Should we dismiss the department’s findings as another part of the culture wars? I worry the consequences are much more serious. If OCR’s interpretation of Title VI holds, even referring to diversity as a priority could trigger federal enforcement. Schools are feel compelled to eliminate inclusive programs, silence voices advocating for equity and adhere to a limited historical perspective—all out of fear of losing funding.
That chilling effect would cripple higher education when it needs vibrancy most. Universities must remain havens of reasoned inquiry, honest history and inclusive excellence. When federal agencies start dictating not only policy but the exact language leaders must use, we enter coercive territory.
GMU’s faculty, students, alums and board members must unite in opposition to OCR’s unjustified demands. The proposed resolution is not genuine compliance; it’s forced capitulation driven by intimidation. Institutions should not be compelled to apologize for standing up for the principles of true equal opportunity.
This moment is a clarion call for universities. Yesterday, it was the University of Pennsylvania and Harvard, dragged through headline-grabbing investigations. It was New College of Florida, where political appointees dismantled DEI programs and faculty governance. It was the University of Virginia, accused by the Department of Justice of defying federal antidiscrimination laws. Today it is Mason. Tomorrow, it could be UCLA, Michigan, Wisconsin or any other institution that values diversity, equity and academic freedom. No campus—public or private, flagship or regional—should assume it is immune.

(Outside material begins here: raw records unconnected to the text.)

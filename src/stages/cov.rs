//! Observation covariance models.

use super::Covariance;
use crate::error::{ConfigError, Result};
use crate::frame::Observation;
use crate::registry::{Catalog, Registry};
use crate::schema::StageSpec;
use serde::Deserialize;

pub(crate) fn register(catalog: &mut Catalog<dyn Covariance>) {
    catalog.register("NoCovariance", NoCovariance::from_spec);
    catalog.register("DepthCovariance", DepthCovariance::from_spec);
}

/// Every observation gets weight 1, which disables weighting downstream.
#[derive(Debug, Clone, Copy, Default)]
pub struct NoCovariance;

impl NoCovariance {
    fn from_spec(_spec: &StageSpec, _registry: &Registry) -> Result<Box<dyn Covariance>> {
        Ok(Box::new(NoCovariance))
    }
}

impl Covariance for NoCovariance {
    fn weights(&self, observations: &[Observation]) -> Vec<f64> {
        vec![1.0; observations.len()]
    }
}

/// Isotropic variance that grows with the square of the depth:
/// `depth_cov * z^2 + match_cov`. The weight is its inverse.
#[derive(Debug, Clone, Copy, Deserialize)]
pub struct DepthCovariance {
    #[serde(default = "default_depth_cov")]
    pub depth_cov: f64,
    #[serde(default = "default_match_cov")]
    pub match_cov: f64,
}

fn default_depth_cov() -> f64 {
    0.01
}

fn default_match_cov() -> f64 {
    0.25
}

impl DepthCovariance {
    fn from_spec(spec: &StageSpec, _registry: &Registry) -> Result<Box<dyn Covariance>> {
        let cov: DepthCovariance = spec.parse_args()?;
        if !(cov.depth_cov >= 0.0 && cov.depth_cov.is_finite()) {
            return Err(ConfigError::invalid("depth_cov", "must be a finite value >= 0"));
        }
        if !(cov.match_cov > 0.0 && cov.match_cov.is_finite()) {
            return Err(ConfigError::invalid("match_cov", "must be a finite value > 0"));
        }
        Ok(Box::new(cov))
    }
}

impl Covariance for DepthCovariance {
    fn weights(&self, observations: &[Observation]) -> Vec<f64> {
        observations
            .iter()
            .map(|obs| {
                let z = obs.depth_cur();
                1.0 / (self.depth_cov * z * z + self.match_cov)
            })
            .collect()
    }
}
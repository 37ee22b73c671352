//! Result directories for experiment runs.
//!
//! Layout: `<root>/<odometry>@<dataset>/run_NNN/config.yaml`. Run numbers
//! start at 0 and never reuse an existing directory.

use crate::error::{ConfigError, Result};
use crate::schema::{DatasetDescriptor, PipelineConfig};
use log::{info, warn};
use serde::Serialize;
use std::fs;
use std::path::{Path, PathBuf};

const CONFIG_FILE: &str = "config.yaml";
const RUN_PREFIX: &str = "run_";

/// `<odometry>@<dataset>`, with path separators replaced.
pub fn project_name(odometry: &str, dataset: &str) -> String {
    format!("{}@{}", odometry, dataset)
        .chars()
        .map(|c| if matches!(c, '/' | '\\') { '_' } else { c })
        .collect()
}

/// Everything needed to reproduce one run, as written to `config.yaml`.
#[derive(Debug, Clone, Serialize)]
pub struct RunConfig {
    #[serde(rename = "Project")]
    pub project: String,
    #[serde(rename = "Odometry")]
    pub odometry: PipelineConfig,
    #[serde(rename = "Data")]
    pub data: RunData,
}

#[derive(Debug, Clone, Serialize)]
pub struct RunData {
    pub args: DatasetDescriptor,
    pub start_idx: i64,
    /// `-1` runs to the end of the sequence.
    pub end_idx: i64,
}

impl RunConfig {
    pub fn new(odometry: &PipelineConfig, dataset: &DatasetDescriptor, start_idx: i64, end_idx: i64) -> Self {
        Self {
            project: project_name(&odometry.name, &dataset.name),
            odometry: odometry.clone(),
            data: RunData {
                args: dataset.clone(),
                start_idx,
                end_idx,
            },
        }
    }
}

#[derive(Debug)]
pub struct Sandbox {
    folder: PathBuf,
    autoremove: bool,
}

impl Sandbox {
    /// Create the next free `run_NNN` directory under `root/project`.
    pub fn create(root: &Path, project: &str) -> Result<Self> {
        let project_dir = root.join(project);
        fs::create_dir_all(&project_dir).map_err(|source| ConfigError::Io {
            path: project_dir.clone(),
            source,
        })?;

        let next = next_run(&project_dir)?;
        let folder = project_dir.join(format!("{}{:03}", RUN_PREFIX, next));
        fs::create_dir(&folder).map_err(|source| ConfigError::Io {
            path: folder.clone(),
            source,
        })?;
        info!("sandbox {}", folder.display());
        Ok(Self {
            folder,
            autoremove: false,
        })
    }

    /// Delete the run directory when the sandbox is dropped, whether the run
    /// finished or unwound.
    pub fn set_autoremove(&mut self) {
        self.autoremove = true;
    }

    pub fn folder(&self) -> &Path {
        &self.folder
    }

    pub fn config_path(&self) -> PathBuf {
        self.folder.join(CONFIG_FILE)
    }

    pub fn write_config(&self, config: &RunConfig) -> Result<PathBuf> {
        let path = self.config_path();
        let text = serde_yaml::to_string(config)
            .map_err(|e| ConfigError::parse(path.display().to_string(), e))?;
        fs::write(&path, text).map_err(|source| ConfigError::Io {
            path: path.clone(),
            source,
        })?;
        Ok(path)
    }
}

impl Drop for Sandbox {
    fn drop(&mut self) {
        if !self.autoremove {
            return;
        }
        match fs::remove_dir_all(&self.folder) {
            Ok(()) => info!("removed sandbox {}", self.folder.display()),
            Err(e) => warn!("cannot remove sandbox {}: {}", self.folder.display(), e),
        }
    }
}

fn next_run(project_dir: &Path) -> Result<u32> {
    let entries = fs::read_dir(project_dir).map_err(|source| ConfigError::Io {
        path: project_dir.to_path_buf(),
        source,
    })?;

    let last = entries
        .filter_map(|entry| entry.ok())
        .filter_map(|entry| {
            entry
                .file_name()
                .to_str()?
                .strip_prefix(RUN_PREFIX)?
                .parse::<u32>()
                .ok()
        })
        .max();
    Ok(last.map_or(0, |n| n + 1))
}
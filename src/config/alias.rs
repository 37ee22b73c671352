//! Locate the alias the YAML parser refused.
//!
//! The parser only reports the position of an unknown alias, so we scan the
//! text for anchors (`&name`) and aliases (`*name`) in document order and
//! return the first alias used before its anchor is defined.

use regex::Regex;
use std::collections::BTreeSet;

pub(crate) fn first_undefined_alias(text: &str) -> Option<String> {
    const MARKER_RE: &str = r#"(?:^|[\s\[\{,:-])([&*])([^\s\[\]\{\},]+)"#;
    let re = Regex::new(MARKER_RE).ok()?;

    let mut anchors = BTreeSet::<&str>::new();
    for line in text.lines() {
        let line = strip_comment(line);
        for caps in re.captures_iter(line) {
            let (Some(marker), Some(name)) = (caps.get(1), caps.get(2)) else {
                continue;
            };
            match marker.as_str() {
                "&" => {
                    anchors.insert(name.as_str());
                }
                _ if !anchors.contains(name.as_str()) => return Some(name.as_str().to_string()),
                _ => {}
            }
        }
    }
    None
}

/// Drop a trailing `# comment`. Quoted `#` is not special-cased.
fn strip_comment(line: &str) -> &str {
    if line.trim_start().starts_with('#') {
        return "";
    }
    match line.find(" #") {
        Some(idx) => &line[..idx],
        None => line,
    }
}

George Mason should reject the department’s findings and oppose this injustice. Capitulation is not compliance; it’s surrender. If Mason yields, it will damage its credibility and encourage more attacks on higher education nationwide. When universities submit to politically motivated demands disguised as enforcement, they legitimize them and invite more. Silence will be perceived as complicity. Resistance is crucial to protecting the fundamental principles of higher education: autonomy, fairness and the freedom to teach and learn without political interference.
This is not the first time universities have faced pressure to abandon their commitments to equity and truth. In the 1960s, Southern universities used “law and order” to oppose desegregation. In the 1980s and 1990s, Black faculty and administrators pushing for fair representation often faced vilification and political retaliation. Today, the same tactics are being used, only now they are masked in the language of “civil rights enforcement.”
What is happening at Mason is part of that history. Title VI, a law born of the civil rights movement to expand opportunity, is being distorted into a tool to silence leaders of color and dismantle diversity initiatives. President Washington’s commitment to pursuing equity should be celebrated, not criminalized. Twisting Title VI into an instrument of ideological punishment and racial scapegoating should alarm everyone who values a democracy that depends on honest history, inclusive leadership and academic freedom.
And let’s be honest: Coercing a university president to issue a scripted public apology isn’t enforcement—it’s extortion. It’s the same tactic organized crime always uses: Demand submission, humiliate and make an example of one victim to scare others. That has no place in a democracy, much less in higher education.
The struggle now is the same as it was then: whether our universities will stay places of truth, inclusion and independent thought, or whether they will become tools of partisan control. Mason must choose the first. And the rest of us—in Virginia and across the country—must support it.